Directions:
Where the records below have a line with "must", that line is to be copied.

Data supplied:
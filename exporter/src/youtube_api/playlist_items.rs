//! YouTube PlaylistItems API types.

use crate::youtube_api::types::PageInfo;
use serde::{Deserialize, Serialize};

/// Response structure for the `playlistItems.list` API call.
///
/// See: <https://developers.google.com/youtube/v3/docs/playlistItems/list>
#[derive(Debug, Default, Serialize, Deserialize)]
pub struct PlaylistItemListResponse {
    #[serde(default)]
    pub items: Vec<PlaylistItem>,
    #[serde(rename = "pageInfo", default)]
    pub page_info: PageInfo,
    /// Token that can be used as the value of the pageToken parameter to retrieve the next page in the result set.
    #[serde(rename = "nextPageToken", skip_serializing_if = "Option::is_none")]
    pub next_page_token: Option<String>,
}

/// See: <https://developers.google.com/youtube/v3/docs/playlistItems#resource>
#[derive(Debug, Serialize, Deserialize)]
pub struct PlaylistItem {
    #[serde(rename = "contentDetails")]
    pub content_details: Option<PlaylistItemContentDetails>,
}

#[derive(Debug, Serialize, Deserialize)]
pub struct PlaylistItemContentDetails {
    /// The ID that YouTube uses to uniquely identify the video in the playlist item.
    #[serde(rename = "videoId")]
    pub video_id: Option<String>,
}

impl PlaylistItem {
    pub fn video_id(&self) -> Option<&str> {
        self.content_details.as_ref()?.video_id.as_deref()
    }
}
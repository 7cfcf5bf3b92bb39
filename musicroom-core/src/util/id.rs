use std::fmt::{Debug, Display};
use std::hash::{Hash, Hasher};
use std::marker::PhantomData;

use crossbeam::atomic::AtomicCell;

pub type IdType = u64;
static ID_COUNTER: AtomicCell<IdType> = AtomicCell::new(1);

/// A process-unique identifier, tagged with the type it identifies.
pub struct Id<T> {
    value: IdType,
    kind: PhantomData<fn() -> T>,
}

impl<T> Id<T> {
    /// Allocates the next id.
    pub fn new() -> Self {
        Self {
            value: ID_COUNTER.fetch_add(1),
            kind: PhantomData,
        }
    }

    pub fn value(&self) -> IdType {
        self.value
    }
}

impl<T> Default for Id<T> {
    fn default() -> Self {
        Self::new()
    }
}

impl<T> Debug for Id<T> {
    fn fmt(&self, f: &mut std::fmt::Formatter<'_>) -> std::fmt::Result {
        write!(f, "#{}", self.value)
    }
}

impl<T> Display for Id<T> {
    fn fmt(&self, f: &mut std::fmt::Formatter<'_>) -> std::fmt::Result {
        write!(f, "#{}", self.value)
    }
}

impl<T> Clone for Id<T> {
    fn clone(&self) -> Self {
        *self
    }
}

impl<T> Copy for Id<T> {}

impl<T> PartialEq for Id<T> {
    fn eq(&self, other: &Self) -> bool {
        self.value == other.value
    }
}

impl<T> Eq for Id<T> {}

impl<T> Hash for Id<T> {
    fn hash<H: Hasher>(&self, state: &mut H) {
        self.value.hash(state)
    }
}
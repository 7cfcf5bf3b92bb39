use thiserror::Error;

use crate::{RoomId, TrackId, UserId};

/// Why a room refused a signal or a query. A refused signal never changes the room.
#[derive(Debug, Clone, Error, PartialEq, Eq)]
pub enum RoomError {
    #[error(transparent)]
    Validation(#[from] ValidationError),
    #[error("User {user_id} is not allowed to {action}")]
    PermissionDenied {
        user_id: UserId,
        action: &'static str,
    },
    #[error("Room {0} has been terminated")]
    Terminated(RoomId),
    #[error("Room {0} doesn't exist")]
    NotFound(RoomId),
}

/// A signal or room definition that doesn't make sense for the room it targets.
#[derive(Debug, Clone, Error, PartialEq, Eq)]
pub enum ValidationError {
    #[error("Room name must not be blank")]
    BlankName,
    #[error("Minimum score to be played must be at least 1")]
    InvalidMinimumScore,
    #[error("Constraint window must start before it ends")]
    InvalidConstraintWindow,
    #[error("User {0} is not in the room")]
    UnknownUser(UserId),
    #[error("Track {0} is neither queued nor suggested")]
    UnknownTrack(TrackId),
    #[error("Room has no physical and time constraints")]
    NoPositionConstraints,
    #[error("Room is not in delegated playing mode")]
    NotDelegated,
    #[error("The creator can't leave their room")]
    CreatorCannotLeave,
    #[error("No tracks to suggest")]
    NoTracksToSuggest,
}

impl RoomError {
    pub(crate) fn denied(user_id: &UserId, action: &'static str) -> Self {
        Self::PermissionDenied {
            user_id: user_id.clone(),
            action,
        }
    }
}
* * *
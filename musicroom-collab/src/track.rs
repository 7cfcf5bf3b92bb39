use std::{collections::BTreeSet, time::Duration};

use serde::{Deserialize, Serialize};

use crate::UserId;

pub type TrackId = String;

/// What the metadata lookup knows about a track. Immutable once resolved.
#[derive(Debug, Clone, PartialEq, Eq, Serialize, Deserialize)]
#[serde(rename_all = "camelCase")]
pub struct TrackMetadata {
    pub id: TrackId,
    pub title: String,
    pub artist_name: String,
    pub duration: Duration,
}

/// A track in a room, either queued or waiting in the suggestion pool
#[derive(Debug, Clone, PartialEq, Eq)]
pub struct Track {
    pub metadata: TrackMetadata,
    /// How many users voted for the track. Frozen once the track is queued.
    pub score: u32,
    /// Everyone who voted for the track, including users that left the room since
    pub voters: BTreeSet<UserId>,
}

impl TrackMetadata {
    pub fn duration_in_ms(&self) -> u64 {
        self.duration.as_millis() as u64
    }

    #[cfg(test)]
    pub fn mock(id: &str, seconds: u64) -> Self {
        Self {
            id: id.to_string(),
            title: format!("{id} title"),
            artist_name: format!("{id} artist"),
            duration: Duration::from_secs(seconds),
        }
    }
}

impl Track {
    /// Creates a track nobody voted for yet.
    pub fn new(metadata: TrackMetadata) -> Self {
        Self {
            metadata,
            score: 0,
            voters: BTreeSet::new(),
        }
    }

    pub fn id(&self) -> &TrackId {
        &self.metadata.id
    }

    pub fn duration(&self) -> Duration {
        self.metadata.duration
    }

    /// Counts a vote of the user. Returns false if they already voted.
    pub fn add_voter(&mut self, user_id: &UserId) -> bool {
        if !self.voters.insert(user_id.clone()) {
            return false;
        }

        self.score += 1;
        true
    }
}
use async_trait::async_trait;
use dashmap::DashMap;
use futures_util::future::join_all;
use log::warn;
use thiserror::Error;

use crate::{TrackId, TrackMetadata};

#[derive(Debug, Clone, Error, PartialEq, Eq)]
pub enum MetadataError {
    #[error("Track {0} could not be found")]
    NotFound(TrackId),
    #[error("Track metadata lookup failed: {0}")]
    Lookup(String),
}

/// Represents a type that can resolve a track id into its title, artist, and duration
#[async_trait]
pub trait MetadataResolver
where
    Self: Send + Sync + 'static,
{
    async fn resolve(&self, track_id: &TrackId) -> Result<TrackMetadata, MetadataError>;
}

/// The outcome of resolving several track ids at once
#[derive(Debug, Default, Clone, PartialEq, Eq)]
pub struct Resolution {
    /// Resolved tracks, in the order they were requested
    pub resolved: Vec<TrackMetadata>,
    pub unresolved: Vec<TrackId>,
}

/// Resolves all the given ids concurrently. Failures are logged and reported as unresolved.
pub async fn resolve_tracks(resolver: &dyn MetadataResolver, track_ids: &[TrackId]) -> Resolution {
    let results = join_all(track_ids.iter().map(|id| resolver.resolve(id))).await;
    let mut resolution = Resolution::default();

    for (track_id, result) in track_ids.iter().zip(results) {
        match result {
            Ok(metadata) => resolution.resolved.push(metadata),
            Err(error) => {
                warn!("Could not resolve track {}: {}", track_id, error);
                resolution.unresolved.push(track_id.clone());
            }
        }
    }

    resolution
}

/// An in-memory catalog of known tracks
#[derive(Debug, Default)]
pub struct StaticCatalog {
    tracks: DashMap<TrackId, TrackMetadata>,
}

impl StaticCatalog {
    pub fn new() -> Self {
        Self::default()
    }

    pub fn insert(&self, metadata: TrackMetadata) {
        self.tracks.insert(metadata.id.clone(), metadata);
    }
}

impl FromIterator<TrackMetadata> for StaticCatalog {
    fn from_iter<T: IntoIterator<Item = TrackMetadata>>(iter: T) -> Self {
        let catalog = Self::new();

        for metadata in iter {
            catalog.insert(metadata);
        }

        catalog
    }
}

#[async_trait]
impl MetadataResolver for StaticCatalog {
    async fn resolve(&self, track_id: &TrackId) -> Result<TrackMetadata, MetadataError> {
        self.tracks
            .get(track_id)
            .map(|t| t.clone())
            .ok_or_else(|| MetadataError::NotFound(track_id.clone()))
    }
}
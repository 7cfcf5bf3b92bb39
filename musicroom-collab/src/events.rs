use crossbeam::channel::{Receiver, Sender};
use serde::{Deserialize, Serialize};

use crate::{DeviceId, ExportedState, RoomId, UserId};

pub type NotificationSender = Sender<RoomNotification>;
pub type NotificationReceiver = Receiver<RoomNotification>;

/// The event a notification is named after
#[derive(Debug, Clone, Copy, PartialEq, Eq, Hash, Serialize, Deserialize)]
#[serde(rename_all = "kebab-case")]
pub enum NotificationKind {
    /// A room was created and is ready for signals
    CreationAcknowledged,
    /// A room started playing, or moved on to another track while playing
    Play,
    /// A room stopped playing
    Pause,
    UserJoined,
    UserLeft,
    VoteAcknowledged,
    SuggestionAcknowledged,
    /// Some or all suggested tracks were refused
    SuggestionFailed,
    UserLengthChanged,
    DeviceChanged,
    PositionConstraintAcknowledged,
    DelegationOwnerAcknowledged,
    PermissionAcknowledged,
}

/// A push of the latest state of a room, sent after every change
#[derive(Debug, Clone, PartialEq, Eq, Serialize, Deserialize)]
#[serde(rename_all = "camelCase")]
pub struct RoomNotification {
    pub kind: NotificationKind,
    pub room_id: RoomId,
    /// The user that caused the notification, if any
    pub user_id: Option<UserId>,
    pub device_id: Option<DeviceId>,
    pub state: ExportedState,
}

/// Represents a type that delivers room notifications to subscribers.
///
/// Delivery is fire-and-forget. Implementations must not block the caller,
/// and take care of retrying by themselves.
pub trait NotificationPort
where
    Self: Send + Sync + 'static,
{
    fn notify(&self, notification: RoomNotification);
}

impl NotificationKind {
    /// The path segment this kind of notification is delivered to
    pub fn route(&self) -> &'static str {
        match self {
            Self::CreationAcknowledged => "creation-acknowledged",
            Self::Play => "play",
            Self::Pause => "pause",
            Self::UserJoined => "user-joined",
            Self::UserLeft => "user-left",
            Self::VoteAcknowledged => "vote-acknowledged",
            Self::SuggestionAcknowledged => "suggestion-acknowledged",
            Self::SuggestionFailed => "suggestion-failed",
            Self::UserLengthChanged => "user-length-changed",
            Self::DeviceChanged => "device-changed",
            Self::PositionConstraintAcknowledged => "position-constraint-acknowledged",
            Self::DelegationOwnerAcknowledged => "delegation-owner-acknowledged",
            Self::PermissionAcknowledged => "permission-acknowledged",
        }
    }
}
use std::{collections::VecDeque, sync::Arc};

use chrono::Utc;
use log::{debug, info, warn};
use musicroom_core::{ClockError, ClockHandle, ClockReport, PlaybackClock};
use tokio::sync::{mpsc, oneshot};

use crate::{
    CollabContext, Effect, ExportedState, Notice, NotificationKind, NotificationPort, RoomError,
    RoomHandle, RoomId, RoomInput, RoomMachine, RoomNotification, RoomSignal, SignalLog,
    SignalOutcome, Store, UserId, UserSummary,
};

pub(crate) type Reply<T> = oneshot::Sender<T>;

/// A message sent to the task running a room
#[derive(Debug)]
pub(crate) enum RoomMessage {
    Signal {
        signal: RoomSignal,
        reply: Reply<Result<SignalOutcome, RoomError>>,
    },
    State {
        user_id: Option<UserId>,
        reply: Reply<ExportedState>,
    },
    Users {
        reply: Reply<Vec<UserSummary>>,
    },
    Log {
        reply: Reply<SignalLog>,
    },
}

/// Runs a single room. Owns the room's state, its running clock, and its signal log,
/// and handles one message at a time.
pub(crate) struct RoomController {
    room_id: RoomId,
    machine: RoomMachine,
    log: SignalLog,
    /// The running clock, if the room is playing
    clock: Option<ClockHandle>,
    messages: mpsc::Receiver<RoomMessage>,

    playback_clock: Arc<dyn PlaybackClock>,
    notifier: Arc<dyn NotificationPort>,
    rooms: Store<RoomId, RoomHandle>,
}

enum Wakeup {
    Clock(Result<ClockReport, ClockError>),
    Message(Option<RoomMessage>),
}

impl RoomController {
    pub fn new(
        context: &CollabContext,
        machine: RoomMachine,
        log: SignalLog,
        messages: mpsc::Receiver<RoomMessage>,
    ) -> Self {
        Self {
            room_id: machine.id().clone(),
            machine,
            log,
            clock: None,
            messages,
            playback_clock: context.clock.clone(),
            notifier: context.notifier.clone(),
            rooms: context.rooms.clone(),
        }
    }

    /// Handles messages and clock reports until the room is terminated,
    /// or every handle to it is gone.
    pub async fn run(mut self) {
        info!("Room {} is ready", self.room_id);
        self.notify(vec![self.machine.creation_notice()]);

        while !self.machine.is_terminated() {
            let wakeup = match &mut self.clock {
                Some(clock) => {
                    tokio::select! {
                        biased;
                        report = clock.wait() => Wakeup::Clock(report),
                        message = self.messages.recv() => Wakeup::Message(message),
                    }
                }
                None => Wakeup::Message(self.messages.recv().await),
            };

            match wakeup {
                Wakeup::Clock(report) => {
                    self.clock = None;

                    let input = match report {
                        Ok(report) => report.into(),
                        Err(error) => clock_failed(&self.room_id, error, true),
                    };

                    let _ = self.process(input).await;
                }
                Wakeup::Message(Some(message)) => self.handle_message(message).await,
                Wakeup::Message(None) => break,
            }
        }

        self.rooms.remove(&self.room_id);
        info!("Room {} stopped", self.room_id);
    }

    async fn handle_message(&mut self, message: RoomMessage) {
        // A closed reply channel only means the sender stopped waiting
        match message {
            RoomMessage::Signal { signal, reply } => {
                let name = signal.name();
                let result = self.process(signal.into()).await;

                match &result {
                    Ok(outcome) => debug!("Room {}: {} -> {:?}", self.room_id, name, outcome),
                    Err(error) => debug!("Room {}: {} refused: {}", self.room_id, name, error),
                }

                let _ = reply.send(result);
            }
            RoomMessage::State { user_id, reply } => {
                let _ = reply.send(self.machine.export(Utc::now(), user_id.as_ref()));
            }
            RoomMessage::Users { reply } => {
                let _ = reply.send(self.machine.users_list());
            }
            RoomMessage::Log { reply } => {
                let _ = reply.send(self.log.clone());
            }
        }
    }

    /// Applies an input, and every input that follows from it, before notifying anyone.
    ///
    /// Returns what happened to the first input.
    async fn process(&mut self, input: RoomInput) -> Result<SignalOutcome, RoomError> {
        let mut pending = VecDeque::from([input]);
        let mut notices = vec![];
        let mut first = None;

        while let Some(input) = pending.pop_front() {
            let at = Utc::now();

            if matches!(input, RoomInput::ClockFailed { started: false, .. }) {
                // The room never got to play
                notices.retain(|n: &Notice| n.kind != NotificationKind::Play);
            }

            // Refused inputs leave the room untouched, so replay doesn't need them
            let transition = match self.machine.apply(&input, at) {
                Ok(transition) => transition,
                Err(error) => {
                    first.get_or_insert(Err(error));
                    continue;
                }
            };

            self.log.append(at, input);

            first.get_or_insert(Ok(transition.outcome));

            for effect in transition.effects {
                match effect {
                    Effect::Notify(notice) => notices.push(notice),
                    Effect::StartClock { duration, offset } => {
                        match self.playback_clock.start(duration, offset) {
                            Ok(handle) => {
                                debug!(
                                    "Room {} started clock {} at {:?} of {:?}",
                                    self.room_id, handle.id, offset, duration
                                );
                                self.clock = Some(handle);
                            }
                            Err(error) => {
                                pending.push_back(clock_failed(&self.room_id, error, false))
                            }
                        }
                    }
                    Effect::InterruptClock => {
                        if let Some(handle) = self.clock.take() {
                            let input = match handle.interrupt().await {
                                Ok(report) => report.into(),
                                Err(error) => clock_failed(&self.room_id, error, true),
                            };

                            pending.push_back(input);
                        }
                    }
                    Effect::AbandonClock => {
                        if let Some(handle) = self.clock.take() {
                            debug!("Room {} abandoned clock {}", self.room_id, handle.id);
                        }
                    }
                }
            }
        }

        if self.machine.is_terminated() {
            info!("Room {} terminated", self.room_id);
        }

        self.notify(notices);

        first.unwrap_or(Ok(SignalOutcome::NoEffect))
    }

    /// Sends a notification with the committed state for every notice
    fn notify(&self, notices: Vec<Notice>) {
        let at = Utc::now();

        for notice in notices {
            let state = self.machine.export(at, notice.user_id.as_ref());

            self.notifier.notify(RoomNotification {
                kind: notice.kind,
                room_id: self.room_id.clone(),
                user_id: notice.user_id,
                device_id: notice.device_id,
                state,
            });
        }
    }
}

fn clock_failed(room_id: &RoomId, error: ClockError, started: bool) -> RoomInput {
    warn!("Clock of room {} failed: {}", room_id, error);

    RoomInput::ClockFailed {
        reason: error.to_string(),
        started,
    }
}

Exercise answer:
    #[error("Room name must not be blank")]
    #[error("Minimum score to be played must be at least 1")]
    #[error("Constraint window must start before it ends")]
/// Delivery is fire-and-forget. Implementations must not block the caller,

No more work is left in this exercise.